Of course, JCPOA critics will say, even if we accept that the impact of sanctions on Iranian military assistance to the Palestinians has been marginal, Iran’s strategic challenge to Israel via Lebanon and Syria is indisputable. Surely, goes their reasoning, suffocating the Iranian economy should impact Tehran’s ability to shore up Lebanese Hezbollah and military allies in Syria.

It is true that Iran’s military allies in Lebanon and Syria are militarily and financially far more dependent on Tehran than militant groups in Gaza. But does this mean that lifting sanctions on Iran will result in strengthening these groups to the point that they could threaten Israel’s security?

Even assuming that lifting sanctions on Iran will drastically enhance its ability to funnel money and arms to militant groups in Lebanon and Syria, there are still immovable bottlenecks on how far Iran could go in assisting these allies. Yes, a Tehran free from sanctions would probably be better placed to cultivate new local military partnerships; financially sponsor partners; provide military training to those partners; help build military infrastructure such as garrisons, tunnel networks, and arms manufacturing plants; and transfer game-changing military hardware such as missiles, drones, and air defense systems. But even if all these capacity-building measures were to materialize, they would at best constitute a deterrent, a wrench in the cogs of the potent Israeli war machine in the event of a full-scale military conflict between Israel and its neighbors. Israel would continue to maintain near-total dominance on sea, air, and land within its internationally recognized borders, regardless of whether U.S. sanctions hurt the Iranian economy or not.

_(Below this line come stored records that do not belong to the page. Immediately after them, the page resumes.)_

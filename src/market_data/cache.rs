// src/market_data/cache.rs
//! Fingerprint cache for historical price fetches
//!
//! Entries are keyed by `(ticker, start, end)`. Each key owns a slot mutex, so
//! concurrent callers for the same key wait for one in-flight fetch instead of
//! issuing their own. Failed fetches release their slot. Entries older than
//! the configured time-to-live are refetched on the next request.

use super::provider::{HistoricalPriceProvider, PriceHistory};
use crate::error::SimResult;
use chrono::NaiveDate;
use std::collections::HashMap;
use std::sync::{Arc, Mutex, MutexGuard, PoisonError};
use std::time::{Duration, Instant};
use tracing::{debug, trace};

#[derive(Clone, Debug, PartialEq, Eq, Hash)]
pub struct PriceKey {
    pub ticker: String,
    pub start: NaiveDate,
    pub end: NaiveDate,
}

impl PriceKey {
    pub fn new(ticker: &str, start: NaiveDate, end: NaiveDate) -> Self {
        Self {
            ticker: ticker.to_uppercase(),
            start,
            end,
        }
    }
}

#[derive(Clone, Copy, Debug, Default, PartialEq, Eq)]
pub struct CacheConfig {
    /// `None` keeps entries for the life of the cache
    pub ttl: Option<Duration>,
}

impl CacheConfig {
    pub fn with_ttl(ttl: Duration) -> Self {
        Self { ttl: Some(ttl) }
    }
}

struct CacheEntry {
    history: Arc<PriceHistory>,
    fetched_at: Instant,
}

type Slot = Arc<Mutex<Option<CacheEntry>>>;

fn lock<T>(mutex: &Mutex<T>) -> MutexGuard<'_, T> {
    mutex.lock().unwrap_or_else(PoisonError::into_inner)
}

/// Wraps a provider with at-most-one-fetch-per-key semantics.
pub struct CachedProvider<P> {
    inner: P,
    config: CacheConfig,
    slots: Mutex<HashMap<PriceKey, Slot>>,
}

impl<P: HistoricalPriceProvider> CachedProvider<P> {
    pub fn new(inner: P) -> Self {
        Self::with_config(inner, CacheConfig::default())
    }

    pub fn with_config(inner: P, config: CacheConfig) -> Self {
        Self {
            inner,
            config,
            slots: Mutex::new(HashMap::new()),
        }
    }

    pub fn inner(&self) -> &P {
        &self.inner
    }

    pub fn config(&self) -> CacheConfig {
        self.config
    }

    /// Fetch through the cache, sharing the stored history.
    pub fn fetch_shared(
        &self,
        ticker: &str,
        start: NaiveDate,
        end: NaiveDate,
    ) -> SimResult<Arc<PriceHistory>> {
        let key = PriceKey::new(ticker, start, end);
        let slot = Arc::clone(lock(&self.slots).entry(key.clone()).or_default());

        let mut entry = lock(&slot);
        if let Some(cached) = entry.as_ref() {
            if !self.is_expired(cached) {
                trace!(ticker = %key.ticker, %start, %end, "price cache hit");
                return Ok(Arc::clone(&cached.history));
            }
            debug!(ticker = %key.ticker, %start, %end, "price cache entry expired");
        }

        debug!(ticker = %key.ticker, %start, %end, "price cache miss, fetching");
        let history = match self.inner.fetch(ticker, start, end) {
            Ok(history) => Arc::new(history),
            Err(e) => {
                drop(entry);
                self.release_vacant_slot(&key, &slot);
                return Err(e);
            }
        };
        *entry = Some(CacheEntry {
            history: Arc::clone(&history),
            fetched_at: Instant::now(),
        });
        Ok(history)
    }

    /// Drop one entry; returns whether it was cached.
    pub fn invalidate(&self, ticker: &str, start: NaiveDate, end: NaiveDate) -> bool {
        let key = PriceKey::new(ticker, start, end);
        let removed = lock(&self.slots).remove(&key);
        match removed {
            Some(slot) => {
                let was_fetched = lock(&slot).is_some();
                was_fetched
            }
            None => false,
        }
    }

    pub fn clear(&self) {
        lock(&self.slots).clear();
    }

    /// Drop every expired entry.
    pub fn evict_expired(&self) -> usize {
        let mut slots = lock(&self.slots);
        let before = slots.len();
        slots.retain(|_, slot| match lock(slot).as_ref() {
            Some(entry) => !self.is_expired(entry),
            None => false,
        });
        let evicted = before - slots.len();
        if evicted > 0 {
            debug!(evicted, "evicted expired price cache entries");
        }
        evicted
    }

    /// Number of keys holding a fetched history
    pub fn len(&self) -> usize {
        let slots = lock(&self.slots);
        slots.values().filter(|slot| lock(slot).is_some()).count()
    }

    pub fn is_empty(&self) -> bool {
        self.len() == 0
    }

    /// Remove `slot` from the map if it is still the registered one and nobody has filled it.
    fn release_vacant_slot(&self, key: &PriceKey, slot: &Slot) {
        let mut slots = lock(&self.slots);
        let vacant = slots.get(key).map_or(false, |current| {
            Arc::ptr_eq(current, slot) && matches!(current.try_lock(), Ok(guard) if guard.is_none())
        });
        if vacant {
            slots.remove(key);
            trace!(ticker = %key.ticker, "released slot after failed fetch");
        }
    }

    fn is_expired(&self, entry: &CacheEntry) -> bool {
        self.config
            .ttl
            .map_or(false, |ttl| entry.fetched_at.elapsed() >= ttl)
    }
}

impl<P: HistoricalPriceProvider> HistoricalPriceProvider for CachedProvider<P> {
    fn fetch(&self, ticker: &str, start: NaiveDate, end: NaiveDate) -> SimResult<PriceHistory> {
        self.fetch_shared(ticker, start, end)
            .map(|history| (*history).clone())
    }
}

#[cfg(test)]
mod tests {
    use super::*;
    use crate::error::SimError;
    use crate::market_data::provider::PricePoint;
    use std::sync::atomic::{AtomicUsize, Ordering};

    struct CountingProvider {
        calls: AtomicUsize,
        fail: bool,
    }

    impl CountingProvider {
        fn new(fail: bool) -> Self {
            Self {
                calls: AtomicUsize::new(0),
                fail,
            }
        }
    }

    impl HistoricalPriceProvider for CountingProvider {
        fn fetch(&self, ticker: &str, start: NaiveDate, _end: NaiveDate) -> SimResult<PriceHistory> {
            self.calls.fetch_add(1, Ordering::SeqCst);
            if self.fail {
                return Err(SimError::HistoricalData {
                    ticker: ticker.to_string(),
                    reason: "provider offline".to_string(),
                });
            }
            PriceHistory::new(ticker, vec![PricePoint::new(start, 50.0)])
        }
    }

    fn day(d: u32) -> NaiveDate {
        NaiveDate::from_ymd_opt(2024, 1, d).unwrap()
    }

    #[test]
    fn test_one_fetch_per_key() {
        let cache = CachedProvider::new(CountingProvider::new(false));
        let a = cache.fetch_shared("AAPL", day(1), day(10)).unwrap();
        let b = cache.fetch_shared("aapl", day(1), day(10)).unwrap();
        assert!(Arc::ptr_eq(&a, &b));
        assert_eq!(cache.inner().calls.load(Ordering::SeqCst), 1);

        cache.fetch_shared("AAPL", day(2), day(10)).unwrap();
        assert_eq!(cache.inner().calls.load(Ordering::SeqCst), 2);
        assert_eq!(cache.len(), 2);
    }

    #[test]
    fn test_failures_are_not_cached() {
        let cache = CachedProvider::new(CountingProvider::new(true));
        assert!(cache.fetch_shared("AAPL", day(1), day(10)).is_err());
        assert!(cache.fetch_shared("AAPL", day(1), day(10)).is_err());
        assert_eq!(cache.inner().calls.load(Ordering::SeqCst), 2);
        assert!(cache.is_empty());
    }

    #[test]
    fn test_failed_fetches_do_not_accumulate_slots() {
        let cache = CachedProvider::new(CountingProvider::new(true));
        for d in 1..=20 {
            assert!(cache.fetch_shared("BOGUS", day(d), day(28)).is_err());
        }
        assert_eq!(cache.inner().calls.load(Ordering::SeqCst), 20);
        assert!(lock(&cache.slots).is_empty());
    }

    #[test]
    fn test_ttl_and_invalidation() {
        let cache = CachedProvider::with_config(
            CountingProvider::new(false),
            CacheConfig::with_ttl(Duration::ZERO),
        );
        cache.fetch_shared("AAPL", day(1), day(10)).unwrap();
        cache.fetch_shared("AAPL", day(1), day(10)).unwrap();
        assert_eq!(cache.inner().calls.load(Ordering::SeqCst), 2);
        assert_eq!(cache.evict_expired(), 1);
        assert!(cache.is_empty());

        let forever = CachedProvider::new(CountingProvider::new(false));
        forever.fetch_shared("MSFT", day(1), day(10)).unwrap();
        assert!(forever.invalidate("MSFT", day(1), day(10)));
        assert!(!forever.invalidate("MSFT", day(1), day(10)));
        forever.fetch_shared("MSFT", day(1), day(10)).unwrap();
        assert_eq!(forever.inner().calls.load(Ordering::SeqCst), 2);
        forever.clear();
        assert!(forever.is_empty());
    }
}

The lifting of sanctions could, however, threaten Israel’s capacity to swiftly and decisively preclude potential military threats inside Lebanese and Syrian territories without suffering painful losses. This might further erode Israeli deterrence vis-à-vis Iran and its allies, thus unsettling a longstanding tenet of Israeli strategic thinking: that Israel must at all times be able and willing to eradicate even the most embryonic challenge to its military superiority deep inside enemy territory. But this is a far cry from constituting a serious and immediate threat to Israel’s existence.

 

Sajjad Safaei is a postdoctoral fellow at Germany’s Max Planck Institute for Social Anthropology. His writings on U.S. foreign policy, Middle Eastern affairs, and non-proliferation have appeared in outlets such as Foreign Policy, Responsible Statecraft, Al Jazeera, Le Monde, and The National Interest.